I was in my attic. I was downsizing. My kids were out on their own, pursuing their dreams. I was alone. I didn’t need 4000 square feet of house. I was moving into a 1500 square foot condo, modern not colonial like this drafty old house. Changes were afoot.

The box was in the bottom drawer of a nice Queen Anne chest. I hadn’t used the chest in years. I hadn’t looked at that box in years. I wasn’t going to now. Changes were afoot. That chest needed to be sold and that box needed to be burned.

I put a tag on the chest with a price I thought reasonable. I picked up the box. I threw it into the black garbage bag I had for trash. I went through the rest of the attic. I’m pretty neat so the garbage bag was only half full when I had finished with my tagging. My friend was going to be by the next day to pick up the furniture to sell in her shop. She had a passion for old things. Perhaps that’s why we had been friends for so long.

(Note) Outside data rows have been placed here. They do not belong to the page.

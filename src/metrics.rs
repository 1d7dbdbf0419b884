use std::collections::HashMap;

use chrono::{DateTime, Timelike, Utc};

use crate::models::{
    AppointmentRow, AppointmentStatus, CancellationPattern, DailyAnalyticsRow, PerformanceMetrics,
    StatusTotals, TrendPoint,
};

pub fn build_status_totals(rows: &[AppointmentRow], now: DateTime<Utc>) -> StatusTotals {
    let mut totals = StatusTotals::default();

    for row in rows {
        totals.total += 1;

        match row.status {
            AppointmentStatus::Completed => totals.completed += 1,
            AppointmentStatus::Cancelled => totals.cancelled += 1,
            AppointmentStatus::NoShow => totals.no_show += 1,
            AppointmentStatus::InProgress | AppointmentStatus::CheckedIn => {
                totals.in_progress += 1
            }
            _ => {}
        }

        // Upcoming overlays the status buckets rather than replacing them.
        let is_terminal = matches!(
            row.status,
            AppointmentStatus::Cancelled | AppointmentStatus::NoShow
        );
        if let Some(start) = row.start_time {
            if start > now && !is_terminal {
                totals.upcoming += 1;
            }
        }
    }

    totals
}

pub fn calculate_performance(totals: &StatusTotals, rows: &[AppointmentRow]) -> PerformanceMetrics {
    let completed_revenue: f64 = rows
        .iter()
        .filter(|row| row.status == AppointmentStatus::Completed)
        .filter_map(|row| row.total_price)
        .sum();

    let durations: Vec<f64> = rows
        .iter()
        .filter_map(|row| row.duration_minutes)
        .map(f64::from)
        .collect();
    let average_duration = if durations.is_empty() {
        0.0
    } else {
        durations.iter().sum::<f64>() / durations.len() as f64
    };

    PerformanceMetrics {
        completion_rate: ratio(totals.completed, totals.total),
        cancellation_rate: ratio(totals.cancelled, totals.total),
        no_show_rate: ratio(totals.no_show, totals.total),
        average_duration,
        total_revenue: completed_revenue,
        average_ticket: if totals.completed == 0 {
            0.0
        } else {
            completed_revenue / totals.completed as f64
        },
    }
}

fn ratio(count: usize, total: usize) -> f64 {
    if total == 0 {
        0.0
    } else {
        count as f64 / total as f64
    }
}

fn day_label(value: DateTime<Utc>) -> String {
    value.format("%A").to_string()
}

fn time_bucket(value: DateTime<Utc>) -> &'static str {
    match value.hour() {
        0..=5 => "Overnight",
        6..=11 => "Morning",
        12..=16 => "Afternoon",
        17..=20 => "Evening",
        _ => "Late Night",
    }
}

/// Clusters cancelled appointments by weekday and time-of-day bucket, ranked
/// by count. Ties keep first-occurrence order (the sort is stable).
pub fn build_cancellation_patterns(rows: &[AppointmentRow]) -> Vec<CancellationPattern> {
    let cancelled: Vec<DateTime<Utc>> = rows
        .iter()
        .filter(|row| row.status == AppointmentStatus::Cancelled)
        .filter_map(|row| row.start_time)
        .collect();

    if cancelled.is_empty() {
        return Vec::new();
    }

    let total_cancelled = cancelled.len();
    let mut index: HashMap<String, usize> = HashMap::new();
    let mut patterns: Vec<CancellationPattern> = Vec::new();

    for start in &cancelled {
        let day = day_label(*start);
        let bucket = time_bucket(*start);
        let label = format!("{day} · {bucket}");

        match index.get(&label) {
            Some(&at) => patterns[at].count += 1,
            None => {
                index.insert(label.clone(), patterns.len());
                patterns.push(CancellationPattern {
                    label,
                    count: 1,
                    share: 0.0,
                    description: format!(
                        "Cancellations during {} on {day}",
                        bucket.to_lowercase()
                    ),
                });
            }
        }
    }

    for pattern in &mut patterns {
        pattern.share = pattern.count as f64 / total_cancelled as f64;
    }

    patterns.sort_by(|a, b| b.count.cmp(&a.count));
    patterns
}

/// Reshapes the date-descending analytics feed into an ascending trend.
/// Rows without a date are dropped; counters are taken as supplied.
pub fn build_trend(rows: &[DailyAnalyticsRow]) -> Vec<TrendPoint> {
    let mut points: Vec<TrendPoint> = rows
        .iter()
        .filter_map(|row| {
            row.date.map(|date| TrendPoint {
                date,
                total: row.platform_appointments.unwrap_or(0),
                cancelled: row.platform_cancelled_appointments.unwrap_or(0),
                no_show: row.platform_no_shows.unwrap_or(0),
                completed: row.platform_completed_appointments.unwrap_or(0),
            })
        })
        .collect();
    points.reverse();
    points
}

I took the bag downstairs to the kitchen. It was raining. I decided to wait to put the bag in my bins out back. Then I thought about what was in the bag. I grabbed an umbrella and made my way outside and dumped it into the nearest bin.

Back in the kitchen, I made a cup of tea. I sat down at the table to enjoy it. It was cold outside. I looked at the china cup. In the pattern was a medium robin’s egg blue. I had never noticed it before.

I jumped up. I dashed out the back door into the pouring rain. I tore open the bag in the bin. I found the box and ran back in. The next I knew I was on the floor of the kitchen with the box opened. The wide white ribbon was beside the lid. I held a picture in my hand.

“Damn you”. A single tear slid down the wrinkled skin of my right cheek.